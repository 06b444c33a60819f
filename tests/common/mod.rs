//! Shared fixtures: a synthetic source chat.db built in a temp directory.
#![allow(dead_code)] // each test binary uses a different slice of this

use std::path::{Path, PathBuf};

use rusqlite::{params, Connection};
use tempfile::TempDir;

use chat_prep::source::COCOA_EPOCH_OFFSET;

/// A disposable source database shaped like the Messages schema.
pub struct SourceFixture {
    _dir: TempDir,
    pub source_path: PathBuf,
    pub store_path: PathBuf,
}

impl SourceFixture {
    pub fn new() -> Self {
        let dir = TempDir::new().expect("temp dir");
        let source_path = dir.path().join("chat.db");
        let store_path = dir.path().join("prepared.db");

        let conn = Connection::open(&source_path).expect("open source");
        conn.execute_batch(
            "CREATE TABLE handle (
                 ROWID INTEGER PRIMARY KEY,
                 id TEXT NOT NULL
             );
             CREATE TABLE chat (
                 ROWID INTEGER PRIMARY KEY,
                 display_name TEXT
             );
             CREATE TABLE chat_handle_join (
                 chat_id INTEGER NOT NULL,
                 handle_id INTEGER NOT NULL
             );
             CREATE TABLE message (
                 ROWID INTEGER PRIMARY KEY,
                 guid TEXT,
                 text TEXT,
                 attributedBody BLOB,
                 date INTEGER NOT NULL,
                 is_from_me INTEGER NOT NULL DEFAULT 0,
                 handle_id INTEGER,
                 associated_message_type INTEGER DEFAULT 0,
                 associated_message_guid TEXT
             );
             CREATE TABLE chat_message_join (
                 chat_id INTEGER NOT NULL,
                 message_id INTEGER NOT NULL
             );",
        )
        .expect("source ddl");

        Self {
            _dir: dir,
            source_path,
            store_path,
        }
    }

    pub fn conn(&self) -> Connection {
        Connection::open(&self.source_path).expect("open source")
    }

    pub fn source_path(&self) -> &Path {
        &self.source_path
    }

    pub fn store_path(&self) -> &Path {
        &self.store_path
    }

    pub fn add_handle(&self, rowid: i64, identifier: &str) {
        self.conn()
            .execute(
                "INSERT INTO handle (ROWID, id) VALUES (?, ?)",
                params![rowid, identifier],
            )
            .expect("insert handle");
    }

    pub fn add_chat(&self, rowid: i64, display_name: Option<&str>, handle_rowids: &[i64]) {
        let conn = self.conn();
        conn.execute(
            "INSERT INTO chat (ROWID, display_name) VALUES (?, ?)",
            params![rowid, display_name],
        )
        .expect("insert chat");
        for handle_id in handle_rowids {
            conn.execute(
                "INSERT INTO chat_handle_join (chat_id, handle_id) VALUES (?, ?)",
                params![rowid, handle_id],
            )
            .expect("insert membership");
        }
    }

    pub fn add_message(&self, msg: &FixtureMessage) {
        let conn = self.conn();
        conn.execute(
            "INSERT INTO message
                 (ROWID, guid, text, attributedBody, date, is_from_me,
                  handle_id, associated_message_type, associated_message_guid)
             VALUES (?, ?, ?, ?, ?, ?, ?, ?, ?)",
            params![
                msg.rowid,
                msg.guid(),
                msg.text,
                msg.body,
                msg.date,
                i64::from(msg.is_from_me),
                msg.handle_id,
                msg.associated_type,
                msg.associated_guid,
            ],
        )
        .expect("insert message");
        if let Some(chat_id) = msg.chat_id {
            conn.execute(
                "INSERT INTO chat_message_join (chat_id, message_id) VALUES (?, ?)",
                params![chat_id, msg.rowid],
            )
            .expect("insert join");
        }
    }
}

/// One synthetic message row, with sensible defaults for the common case.
pub struct FixtureMessage {
    pub rowid: i64,
    pub chat_id: Option<i64>,
    pub text: Option<String>,
    pub body: Option<Vec<u8>>,
    pub date: i64,
    pub is_from_me: bool,
    pub handle_id: Option<i64>,
    pub associated_type: i64,
    pub associated_guid: Option<String>,
}

impl FixtureMessage {
    pub fn incoming(rowid: i64, chat_id: i64, handle_id: i64, text: &str, date: i64) -> Self {
        Self {
            rowid,
            chat_id: Some(chat_id),
            text: Some(text.to_string()),
            body: None,
            date,
            is_from_me: false,
            handle_id: Some(handle_id),
            associated_type: 0,
            associated_guid: None,
        }
    }

    pub fn outgoing(rowid: i64, chat_id: i64, text: &str, date: i64) -> Self {
        Self {
            rowid,
            chat_id: Some(chat_id),
            text: Some(text.to_string()),
            body: None,
            date,
            is_from_me: true,
            handle_id: None,
            associated_type: 0,
            associated_guid: None,
        }
    }

    pub fn reaction(
        rowid: i64,
        chat_id: i64,
        handle_id: i64,
        code: i64,
        target_rowid: i64,
        date: i64,
    ) -> Self {
        Self {
            rowid,
            chat_id: Some(chat_id),
            text: None,
            body: None,
            date,
            is_from_me: false,
            handle_id: Some(handle_id),
            associated_type: code,
            associated_guid: Some(format!("p:0/GUID-{target_rowid}")),
        }
    }

    pub fn guid(&self) -> String {
        format!("GUID-{}", self.rowid)
    }
}

/// Raw source timestamp (Cocoa-epoch nanoseconds) for a Unix second count.
pub fn raw_date(unix_secs: i64) -> i64 {
    (unix_secs - COCOA_EPOCH_OFFSET) * 1_000_000_000
}

/// Raw timestamps spaced one minute apart from a fixed base.
pub fn raw_minute(n: i64) -> i64 {
    raw_date(1_700_000_000 + n * 60)
}

/// A minimal typedstream archive carrying one string, laid out the way
/// Messages archives an attributed body.
pub fn body_blob(text: &str) -> Vec<u8> {
    let bytes = text.as_bytes();
    let mut blob = Vec::new();
    blob.extend_from_slice(b"\x04\x0bstreamtyped\x81\xe8\x03\x84\x01\x40\x84\x84\x84");
    blob.extend_from_slice(b"\x0fNSMutableString\x01\x84\x84\x08NSString\x01\x94\x84\x01+");
    if bytes.len() < 0x81 {
        blob.push(u8::try_from(bytes.len()).expect("short length"));
    } else {
        blob.push(0x81);
        blob.extend_from_slice(&u16::try_from(bytes.len()).expect("u16 length").to_le_bytes());
    }
    blob.extend_from_slice(bytes);
    blob.extend_from_slice(b"\x86\x84\x02iI\x01");
    blob
}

*Requirement:*
Start at the first line and transcribe the data exactly through the last.

*Result below:*
repository 06b444c33a60819f
filename tests/common/mod.rs
//! Shared fixtures: a synthetic source chat.db built in a temp directory.
#![allow(dead_code)] // each test binary uses a different slice of this

use std::path::{Path, PathBuf};

use rusqlite::{params, Connection};
use tempfile::TempDir;

use chat_prep::source::COCOA_EPOCH_OFFSET;

/// A disposable source database shaped like the Messages schema.
pub struct SourceFixture {
    _dir: TempDir,
    pub source_path: PathBuf,
    pub store_path: PathBuf,
}

impl SourceFixture {
    pub fn new() -> Self {
        let dir = TempDir::new().expect("temp dir");
        let source_path = dir.path().join("chat.db");
        let store_path = dir.path().join("prepared.db");

        let conn = Connection::open(&source_path).expect("open source");
        conn.execute_batch(
            "CREATE TABLE handle (
                 ROWID INTEGER PRIMARY KEY,
                 id TEXT NOT NULL
             );
             CREATE TABLE chat (
                 ROWID INTEGER PRIMARY KEY,
                 display_name TEXT
             );
             CREATE TABLE chat_handle_join (
                 chat_id INTEGER NOT NULL,
                 handle_id INTEGER NOT NULL
             );
             CREATE TABLE message (
                 ROWID INTEGER PRIMARY KEY,
                 guid TEXT,
                 text TEXT,
                 attributedBody BLOB,
                 date INTEGER NOT NULL,
                 is_from_me INTEGER NOT NULL DEFAULT 0,
                 handle_id INTEGER,
                 associated_message_type INTEGER DEFAULT 0,
                 associated_message_guid TEXT
             );
             CREATE TABLE chat_message_join (
                 chat_id INTEGER NOT NULL,
                 message_id INTEGER NOT NULL
             );",
        )
        .expect("source ddl");

        Self {
            _dir: dir,
            source_path,
            store_path,
        }
    }

    pub fn conn(&self) -> Connection {
        Connection::open(&self.source_path).expect("open source")
    }

    pub fn source_path(&self) -> &Path {
        &self.source_path
    }

    pub fn store_path(&self) -> &Path {
        &self.store_path
    }

    pub fn add_handle(&self, rowid: i64, identifier: &str) {
        self.conn()
            .execute(
                "INSERT INTO handle (ROWID, id) VALUES (?, ?)",
                params![rowid, identifier],
            )
            .expect("insert handle");
    }

    pub fn add_chat(&self, rowid: i64, display_name: Option<&str>, handle_rowids: &[i64]) {
        let conn = self.conn();
        conn.execute(
            "INSERT INTO chat (ROWID, display_name) VALUES (?, ?)",
            params![rowid, display_name],
        )
        .expect("insert chat");
        for handle_id in handle_rowids {
            conn.execute(
                "INSERT INTO chat_handle_join (chat_id, handle_id) VALUES (?, ?)",
                params![rowid, handle_id],
            )
            .expect("insert membership");
        }
    }

    pub fn add_message(&self, msg: &FixtureMessage) {
        let conn = self.conn();
        conn.execute(
            "INSERT INTO message
                 (ROWID, guid, text, attributedBody, date, is_from_me,
                  handle_id, associated_message_type, associated_message_guid)
             VALUES (?, ?, ?, ?, ?, ?, ?, ?, ?)",
            params![
                msg.rowid,
                msg.guid(),
                msg.text,
                msg.body,
                msg.date,
                i64::from(msg.is_from_me),
                msg.handle_id,
                msg.associated_type,
                msg.associated_guid,
            ],
        )
        .expect("insert message");
        if let Some(chat_id) = msg.chat_id {
            conn.execute(
                "INSERT INTO chat_message_join (chat_id, message_id) VALUES (?, ?)",
                params![chat_id, msg.rowid],
            )
            .expect("insert join");
        }
    }
}

/// One synthetic message row, with sensible defaults for the common case.
pub struct FixtureMessage {
    pub rowid: i64,
    pub chat_id: Option<i64>,
    pub text: Option<String>,
    pub body: Option<Vec<u8>>,
    pub date: i64,
    pub is_from_me: bool,
    pub handle_id: Option<i64>,
    pub associated_type: i64,
    pub associated_guid: Option<String>,
}

impl FixtureMessage {
    pub fn incoming(rowid: i64, chat_id: i64, handle_id: i64, text: &str, date: i64) -> Self {
        Self {
            rowid,
            chat_id: Some(chat_id),
            text: Some(text.to_string()),
            body: None,
            date,
            is_from_me: false,
            handle_id: Some(handle_id),
            associated_type: 0,
            associated_guid: None,
        }
    }

    pub fn outgoing(rowid: i64, chat_id: i64, text: &str, date: i64) -> Self {
        Self {
            rowid,
            chat_id: Some(chat_id),
            text: Some(text.to_string()),
            body: None,
            date,
            is_from_me: true,
            handle_id: None,
            associated_type: 0,
            associated_guid: None,
        }
    }

    pub fn reaction(
        rowid: i64,
        chat_id: i64,
        handle_id: i64,
        code: i64,
        target_rowid: i64,
        date: i64,
    ) -> Self {
        Self {
            rowid,
            chat_id: Some(chat_id),
            text: None,
            body: None,
            date,
            is_from_me: false,
            handle_id: Some(handle_id),
            associated_type: code,
            associated_guid: Some(format!("p:0/GUID-{target_rowid}")),
        }
    }

    pub fn guid(&self) -> String {
        format!("GUID-{}", self.rowid)
    }
}

/// Raw source timestamp (Cocoa-epoch nanoseconds) for a Unix second count.
pub fn raw_date(unix_secs: i64) -> i64 {
    (unix_secs - COCOA_EPOCH_OFFSET) * 1_000_000_000
}

/// Raw timestamps spaced one minute apart from a fixed base.
pub fn raw_minute(n: i64) -> i64 {
    raw_date(1_700_000_000 + n * 60)
}

/// A minimal typedstream archive carrying one string, laid out the way
/// Messages archives an attributed body.
pub fn body_blob(text: &str) -> Vec<u8> {
    let bytes = text.as_bytes();
    let mut blob = Vec::new();
    blob.extend_from_slice(b"\x04\x0bstreamtyped\x81\xe8\x03\x84\x01\x40\x84\x84\x84");
    blob.extend_from_slice(b"\x0fNSMutableString\x01\x84\x84\x08NSString\x01\x94\x84\x01+");
    if bytes.len() < 0x81 {
        blob.push(u8::try_from(bytes.len()).expect("short length"));
    } else {
        blob.push(0x81);
        blob.extend_from_slice(&u16::try_from(bytes.len()).expect("u16 length").to_le_bytes());
    }
    blob.extend_from_slice(bytes);
    blob.extend_from_slice(b"\x86\x84\x02iI\x01");
    blob
}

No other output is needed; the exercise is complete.